Developer: Thomas Happ Games

Publisher: Thomas Happ Games

Platform Reviewed: PlayStation 4 (NA)

Release Date: 31 March 2015


  1. Little droplets of H. R. Giger abound! I’m happy to see the story not being there just to fulfill the need for some plot. My only question is how the controls will translate to Vita, which is likely needless concern, as Tom seems to understand the importance of doing things right.

  2. Another excellent addition to a PS4 library (at last). I’m still glad old games are being honored by the people who grew up loving them, even if their creators (Konami!) no longer seem to care.

  3. @Mel: That’s an excellent point, and one which we’ve all been saying for a long time now: the salvation of classic-style games won’t come from the big, increasingly faceless and personalityness AAA developers. It will come from devoted fans who loved those games and who became small, indie devs–in short, people like Mr. Happ.

  4. I’m intrigued by the frequent comparisons to Blaster Master which is a forgotten gem.

  5. @Ethos: ??? What?

    @Wolfe: There are plenty of storyline connexions, although the switch between vehicle/personal mode is not in this game.

  6. Oh yeah, and though this is probably the most irrelevant comment ever, the giant anime head featured in screenshots? The mechanical profile with all the tubes wired into it? That is straight up Gally from Gunnm/Battle Angel if I ever saw it.

    Lusi: I didn’t figure as such, but still the game sounds rather appealing. Though I doubt I’ll find time for it in the near future unfortunately.

  7. @Wolfe: That’s a terrible shame. It can be played in a few afternoons with a few hours here and there. And, if you have any love for Metroid/Castlevania platforming, you really owe it to yourself to make the time for this game. It is a gem, and I can scarcely praise it highly enough.

    @Ethos: You aren’t making one whit of sense.

  8. I plan on purchasing this immediately once the Vita version is available, which I’m already itching for thanks largely to this review. Thank you!

  9. @Lusipurr: Ethos just wants to be part of that world. Or under the sea. I often can’t tell which.

  10. @DefChaos: I hope you enjoy it. I am going to be replaying it again on harder difficulty, in fact.

    @Java: What world? Am I missing something?

  11. @DiceAdmiral: Oh… kay. But why are we talking about the Little Mermaid? My review is of Axiom Verge!

  12. I woke up in the middle of the night last night and played Axiom Verge until 0530.

    It’s that good.

  13. Note: I am still exploring. I did not find every item, &c. before I beat the final boss, and there are things which make me think that there may be multiple endings. So, I am trying to track down missing items and to figure out how to get through some obstacles that have still got me stumped.

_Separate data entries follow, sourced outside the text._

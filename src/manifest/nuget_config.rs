//! `nuget.config` source list parsing

use super::{is_element, parse_xml, read_file, split_bom};
use crate::domain::RegistrySource;
use crate::error::ManifestError;
use std::path::Path;
use tracing::debug;

/// Read the registry sources declared in a `nuget.config` file
pub fn read_sources(path: &Path) -> Result<Vec<RegistrySource>, ManifestError> {
    let content = read_file(path)?;
    parse_sources(path, &content)
}

/// Parse `<packageSources><add key value protocolVersion/></packageSources>` entries
///
/// Entries without `key` or `value` are skipped. Within a file the first
/// entry for a key wins.
pub fn parse_sources(path: &Path, content: &str) -> Result<Vec<RegistrySource>, ManifestError> {
    let (_, body) = split_bom(content);
    let doc = parse_xml(path, body)?;
    let mut sources: Vec<RegistrySource> = Vec::new();

    let entries = doc
        .descendants()
        .filter(|n| is_element(n, "packageSources"))
        .flat_map(|n| n.children())
        .filter(|n| is_element(n, "add"));

    for add in entries {
        let (Some(key), Some(url)) = (add.attribute("key"), add.attribute("value")) else {
            debug!(file = %path.display(), "skipping packageSources entry without key or value");
            continue;
        };
        if sources.iter().any(|s| s.key == key) {
            continue;
        }

        let mut source = RegistrySource::new(key, url);
        if let Some(protocol) = add.attribute("protocolVersion") {
            source = source.with_protocol_version(protocol);
        }
        sources.push(source);
    }

    Ok(sources)
}

#[cfg(test)]
mod tests {
    use super::*;

    const CONFIG: &str = r#"<?xml version="1.0" encoding="utf-8"?>
<configuration>
  <packageSources>
    <clear />
    <add key="nuget.org" value="https://api.nuget.org/v3/index.json" protocolVersion="3" />
    <add key="internal" value="https://pkgs.example.com/nuget/v2/" protocolVersion="2" />
    <add key="nuget.org" value="https://duplicate.example.com/index.json" />
    <add value="https://nokey.example.com/index.json" />
  </packageSources>
  <disabledPackageSources>
    <add key="internal" value="true" />
  </disabledPackageSources>
</configuration>"#;

    #[test]
    fn test_parse_sources() {
        let sources = parse_sources(Path::new("nuget.config"), CONFIG).unwrap();
        assert_eq!(sources.len(), 2);

        assert_eq!(sources[0].key, "nuget.org");
        assert_eq!(sources[0].url, "https://api.nuget.org/v3/index.json");
        assert_eq!(sources[0].protocol_version.as_deref(), Some("3"));

        assert_eq!(sources[1].key, "internal");
        assert_eq!(sources[1].protocol_version.as_deref(), Some("2"));
    }

    #[test]
    fn test_parse_sources_without_protocol_version() {
        let config = r#"<configuration><packageSources>
            <add key="feed" value="https://feed.example.com/index.json" />
        </packageSources></configuration>"#;
        let sources = parse_sources(Path::new("nuget.config"), config).unwrap();
        assert_eq!(sources[0].protocol_version, None);
    }

    #[test]
    fn test_parse_sources_no_section() {
        let sources = parse_sources(Path::new("nuget.config"), "<configuration />").unwrap();
        assert!(sources.is_empty());
    }

    #[test]
    fn test_parse_sources_malformed() {
        let err = parse_sources(Path::new("nuget.config"), "<configuration>").unwrap_err();
        assert!(matches!(err, ManifestError::XmlParseError { .. }));
    }
}
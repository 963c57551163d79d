//! Dependency information structures

use super::RegistrySource;
use serde::{Deserialize, Serialize};
use std::fmt;

/// Current version recorded when a `$(Name)` reference has no value
pub const NO_PARAMETER: &str = "-No Parameter-";

/// Latest version recorded when no registry knows the package
pub const NOT_FOUND_VERSION: &str = "Not Found";

/// A package reference declared in a project manifest
#[derive(Debug, Clone, PartialEq, Eq, Serialize, Deserialize)]
#[serde(rename_all = "camelCase")]
pub struct Dependency {
    /// Package id (the `Include` attribute)
    pub name: String,
    /// Version as declared, or as resolved through the parameter table
    pub current_version: String,
    /// Whether the version was declared as `$(Name)`
    #[serde(default)]
    pub is_parameter: bool,
    /// Parameter name when `is_parameter` is set
    #[serde(default, skip_serializing_if = "Option::is_none")]
    pub parameter_name: Option<String>,
    /// Set once the checker has processed this dependency
    #[serde(default)]
    pub is_checked: bool,
    /// Newest version found, empty until checked
    #[serde(default)]
    pub latest_version: String,
    /// Whether `current_version` equals `latest_version`
    #[serde(default)]
    pub is_latest: bool,
    /// Registry source that supplied `latest_version`
    #[serde(default)]
    pub source: Option<RegistrySource>,
    /// No registry returned a version
    #[serde(default)]
    pub is_not_found: bool,
    /// Position among the manifest's versioned references with the same name
    #[serde(skip)]
    pub occurrence: usize,
}

impl Dependency {
    /// Creates an unchecked dependency with a literal version
    pub fn new(name: impl Into<String>, current_version: impl Into<String>) -> Self {
        Self {
            name: name.into(),
            current_version: current_version.into(),
            is_parameter: false,
            parameter_name: None,
            is_checked: false,
            latest_version: String::new(),
            is_latest: false,
            source: None,
            is_not_found: false,
            occurrence: 0,
        }
    }

    /// Creates an unchecked dependency whose version comes from `$(parameter)`
    ///
    /// `resolved` is the parameter table value, `None` when the table has no
    /// entry, in which case the current version is [`NO_PARAMETER`].
    pub fn parameterized(
        name: impl Into<String>,
        parameter: impl Into<String>,
        resolved: Option<&str>,
    ) -> Self {
        let mut dep = Self::new(name, resolved.unwrap_or(NO_PARAMETER));
        dep.is_parameter = true;
        dep.parameter_name = Some(parameter.into());
        dep
    }

    /// Returns true if the parameter reference could not be resolved
    pub fn is_unresolved(&self) -> bool {
        self.current_version == NO_PARAMETER
    }

    /// Returns true if this dependency was checked and a newer version exists
    pub fn is_outdated(&self) -> bool {
        self.is_checked && !self.is_latest && !self.is_not_found
    }

    /// Record the outcome of a registry lookup that returned a version
    pub fn mark_found(&mut self, latest_version: &str, source: RegistrySource) {
        self.is_checked = true;
        self.is_not_found = false;
        self.latest_version = latest_version.to_string();
        self.is_latest = self.current_version == latest_version;
        self.source = Some(source);
    }

    /// Record the outcome of a registry lookup that returned nothing
    pub fn mark_not_found(&mut self) {
        self.is_checked = true;
        self.is_not_found = true;
        self.latest_version = NOT_FOUND_VERSION.to_string();
        self.is_latest = false;
        self.source = None;
    }
}

impl fmt::Display for Dependency {
    fn fmt(&self, f: &mut fmt::Formatter<'_>) -> fmt::Result {
        match &self.parameter_name {
            Some(param) => write!(f, "{}@{} ($({}))", self.name, self.current_version, param),
            None => write!(f, "{}@{}", self.name, self.current_version),
        }
    }
}
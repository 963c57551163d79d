//! Version checking and update selection
//!
//! This module provides:
//! - NuGet version parsing and precedence
//! - Per-source version results and cross-source ranking
//! - The dependency checker that merges registry answers into a scan
//! - Package name filters and update candidate selection

mod candidates;
mod checker;
mod filter;
mod package_version;
mod version_result;

pub use candidates::{update_candidates, UpdateTarget};
pub use checker::{CheckCycle, CheckOptions, CheckReport, DEFAULT_CONCURRENCY};
pub use filter::UpdateFilter;
pub use package_version::{select_latest, PackageVersion};
pub use version_result::{rank_results, VersionResult};
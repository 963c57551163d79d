//! Manifest rewriting
//!
//! This module provides:
//! - ManifestWriter for pinning update targets to their latest version
//! - Preflight rejection of batches that cannot be written safely
//! - Format preservation: only the bytes of the version value change
//! - ApplyOutcome, the `{success, message}` shape reported to callers
//!
//! Each write re-reads its file, locates exactly one node and splices the new
//! value into the original text at that node's byte range.

use super::parameters::{is_group, leaf_value};
use super::{is_element, parse_xml, read_file, split_bom};
use crate::domain::ParameterFile;
use crate::error::{ApplyError, ManifestError};
use crate::update::UpdateTarget;
use roxmltree::{Document, Node};
use serde::{Deserialize, Serialize};
use std::fs;
use std::ops::Range;
use std::path::{Path, PathBuf};
use tracing::{debug, info};

/// Outcome of an apply call as reported at the boundary
#[derive(Debug, Clone, PartialEq, Eq, Serialize, Deserialize)]
#[serde(rename_all = "camelCase")]
pub struct ApplyOutcome {
    pub success: bool,
    pub message: String,
}

impl ApplyOutcome {
    /// Summarize the result of [`ManifestWriter::apply`]
    pub fn from_result(result: &Result<Vec<WriteResult>, ApplyError>) -> Self {
        match result {
            Ok(writes) => {
                let changed = writes.iter().filter(|w| w.file_modified).count();
                Self {
                    success: true,
                    message: format!(
                        "updated {} dependenc{} ({} file write{})",
                        writes.len(),
                        if writes.len() == 1 { "y" } else { "ies" },
                        changed,
                        if changed == 1 { "" } else { "s" }
                    ),
                }
            }
            Err(e) => Self {
                success: false,
                message: e.to_string(),
            },
        }
    }
}

/// One rewrite performed by the writer
#[derive(Debug, Clone, PartialEq, Eq, Serialize)]
#[serde(rename_all = "camelCase")]
pub struct WriteResult {
    /// Package id
    pub dependency: String,
    /// File that holds the version (manifest or parameter file)
    pub path: PathBuf,
    /// Version written
    pub new_version: String,
    /// False when the file already carried `new_version`
    pub file_modified: bool,
}

/// Writer that pins update targets in their manifests or parameter files
#[derive(Debug, Default)]
pub struct ManifestWriter;

impl ManifestWriter {
    /// Create a new ManifestWriter
    pub fn new() -> Self {
        Self
    }

    /// Apply every target, or none if preflight rejects the batch
    ///
    /// The batch is rejected before any write when a target's project has a
    /// missing parameter file, or a target has no usable version. Writes are
    /// not rolled back if a later one fails.
    pub fn apply(&self, targets: &[UpdateTarget]) -> Result<Vec<WriteResult>, ApplyError> {
        let reasons = preflight(targets);
        if !reasons.is_empty() {
            return Err(ApplyError::Rejected { reasons });
        }

        let mut results = Vec::with_capacity(targets.len());
        for target in targets {
            let result = self.apply_one(target).map_err(|source| ApplyError::Write {
                written: results.len(),
                source,
            })?;
            results.push(result);
        }

        info!(dependencies = results.len(), "update applied");
        Ok(results)
    }

    fn apply_one(&self, target: &UpdateTarget) -> Result<WriteResult, ManifestError> {
        let dependency = &target.dependency;
        let version = target.new_version();

        let (path, parameter) = match (&dependency.parameter_name, target.parameter_file.path()) {
            (Some(parameter), Some(file)) => (file, Some(parameter.as_str())),
            _ => (target.project_file.as_path(), None),
        };

        let content = read_file(path)?;
        let (bom, body) = split_bom(&content);
        let doc = parse_xml(path, body)?;

        let located = match parameter {
            Some(parameter) => parameter_value_range(&doc, parameter),
            None => package_version_range(&doc, &dependency.name, dependency.occurrence),
        };
        let at = located.ok_or_else(|| {
            let what = match parameter {
                Some(parameter) => format!("<{}> element", parameter),
                None => format!("<PackageReference Include=\"{}\" Version=...>", dependency.name),
            };
            ManifestError::write_target_not_found(&dependency.name, what, path)
        })?;

        let escaped = escape(version);
        let file_modified = match &at {
            Splice::Replace(r) => &body[r.clone()] != escaped.as_str(),
            Splice::FillEmpty { .. } => true,
        };

        if file_modified {
            let updated = format!("{}{}", bom, splice(body, &at, &escaped));
            fs::write(path, updated).map_err(|e| ManifestError::write_error(path, e))?;
            debug!(package = %dependency.name, file = %path.display(), version, "wrote version");
        } else {
            debug!(package = %dependency.name, file = %path.display(), "already at version");
        }

        Ok(WriteResult {
            dependency: dependency.name.clone(),
            path: path.to_path_buf(),
            new_version: version.to_string(),
            file_modified,
        })
    }
}

fn preflight(targets: &[UpdateTarget]) -> Vec<ManifestError> {
    let mut reasons = Vec::new();
    for target in targets {
        let dependency = &target.dependency;
        if let ParameterFile::NotFound(path) = &target.parameter_file {
            reasons.push(ManifestError::ParameterFileNotFound {
                dependency: dependency.name.clone(),
                path: path.clone(),
            });
        } else if dependency.is_unresolved()
            || (dependency.parameter_name.is_some() && target.parameter_file.path().is_none())
        {
            reasons.push(ManifestError::UnresolvedParameter {
                dependency: dependency.name.clone(),
                parameter: dependency.parameter_name.clone().unwrap_or_default(),
            });
        } else if dependency.is_not_found || dependency.latest_version.is_empty() {
            reasons.push(ManifestError::NoTargetVersion {
                dependency: dependency.name.clone(),
            });
        }
    }
    reasons
}

/// Where the new value goes
enum Splice {
    /// Replace these bytes
    Replace(Range<usize>),
    /// Give a text-less element a value
    FillEmpty {
        element: Range<usize>,
        qname: String,
        self_closing: bool,
    },
}

fn splice(body: &str, at: &Splice, value: &str) -> String {
    match at {
        Splice::Replace(r) => format!("{}{}{}", &body[..r.start], value, &body[r.end..]),
        Splice::FillEmpty {
            element,
            qname,
            self_closing: true,
        } => {
            let raw = &body[element.clone()];
            let open = raw.trim_end_matches('>').trim_end().trim_end_matches('/').trim_end();
            format!(
                "{}{}>{}</{}>{}",
                &body[..element.start],
                open,
                value,
                qname,
                &body[element.end..]
            )
        }
        Splice::FillEmpty { element, .. } => {
            let raw = &body[element.clone()];
            let close = raw.rfind("</").map_or(element.end, |i| element.start + i);
            format!("{}{}{}", &body[..close], value, &body[close..])
        }
    }
}

/// Version attribute of the `occurrence`-th versioned reference to `name`
///
/// Counts the same references the parser turns into dependencies, so every
/// target maps back to its own node.
fn package_version_range(doc: &Document, name: &str, occurrence: usize) -> Option<Splice> {
    doc.descendants()
        .filter(|n| is_element(n, "PackageReference"))
        .filter(|n| n.parent_element().is_some_and(|p| is_element(&p, "ItemGroup")))
        .filter(|n| n.attribute("Include") == Some(name))
        .filter_map(|n| n.attributes().find(|a| a.name() == "Version"))
        .nth(occurrence)
        .map(|a| Splice::Replace(a.range_value()))
}

fn parameter_value_range(doc: &Document, parameter: &str) -> Option<Splice> {
    let node = doc
        .root_element()
        .children()
        .filter(Node::is_element)
        .flat_map(|child| {
            if is_group(&child) {
                child.children().filter(Node::is_element).collect::<Vec<_>>()
            } else {
                vec![child]
            }
        })
        .find(|n| n.tag_name().name() == parameter)?;

    if is_group(&node) {
        return None;
    }

    let text: Vec<Node> = node.children().filter(Node::is_text).collect();
    match text.as_slice() {
        [only] if !leaf_value(&node).is_empty() => {
            let raw = only.range();
            Some(Splice::Replace(trimmed_range(doc.input_text(), raw)))
        }
        _ if text.iter().all(|t| t.text().unwrap_or_default().trim().is_empty()) => {
            let element = node.range();
            let raw = &doc.input_text()[element.clone()];
            let qname = raw[1..]
                .split(|c: char| c.is_whitespace() || c == '/' || c == '>')
                .next()
                .unwrap_or_default()
                .to_string();
            Some(Splice::FillEmpty {
                self_closing: raw.trim_end().ends_with("/>"),
                element,
                qname,
            })
        }
        _ => None,
    }
}

/// Narrow `range` to exclude surrounding whitespace
fn trimmed_range(input: &str, range: Range<usize>) -> Range<usize> {
    let raw = &input[range.clone()];
    let start = range.start + (raw.len() - raw.trim_start().len());
    let end = range.end - (raw.len() - raw.trim_end().len());
    start..end.max(start)
}

fn escape(value: &str) -> String {
    value
        .replace('&', "&amp;")
        .replace('<', "&lt;")
        .replace('>', "&gt;")
        .replace('"', "&quot;")
}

  14. This has been on my radar for about a year. I wouldn’t buy a PS4 for it, but I can’t wait for it on PC. It looks so far up my alley that the alley itself looks like it. Tanks for the review!

  15. Games like Shovel Knight, Axiom Verge and Bloodborne are so good that it is becoming increasingly difficult for me to play mindless games during the times I do not want to give full concentration to a good game. It happened last night when I opened and closed both Costume Quest 2 and Dragon Age: Inquisition. Too mindless for even a mindless state. I ended up watching Mushishi instead.

  16. Which is distinctly not a mindless show, but better suited to the pace my brain was operating at last night. My mindless games will now be the likes of Tomb Raider and Shadow of Mordor which at least have interesting mechanics at some level.

  17. @MattDance: I don’t think you will be disappointed. This is a great title for classic gamers.

    @Ethos: I’ve given over on ‘mindless’ gaming entirely. I have so little time to game that I now spend it exclusive on things to which I can devote attention. The closest to ‘mindless’ I have is Pokemon.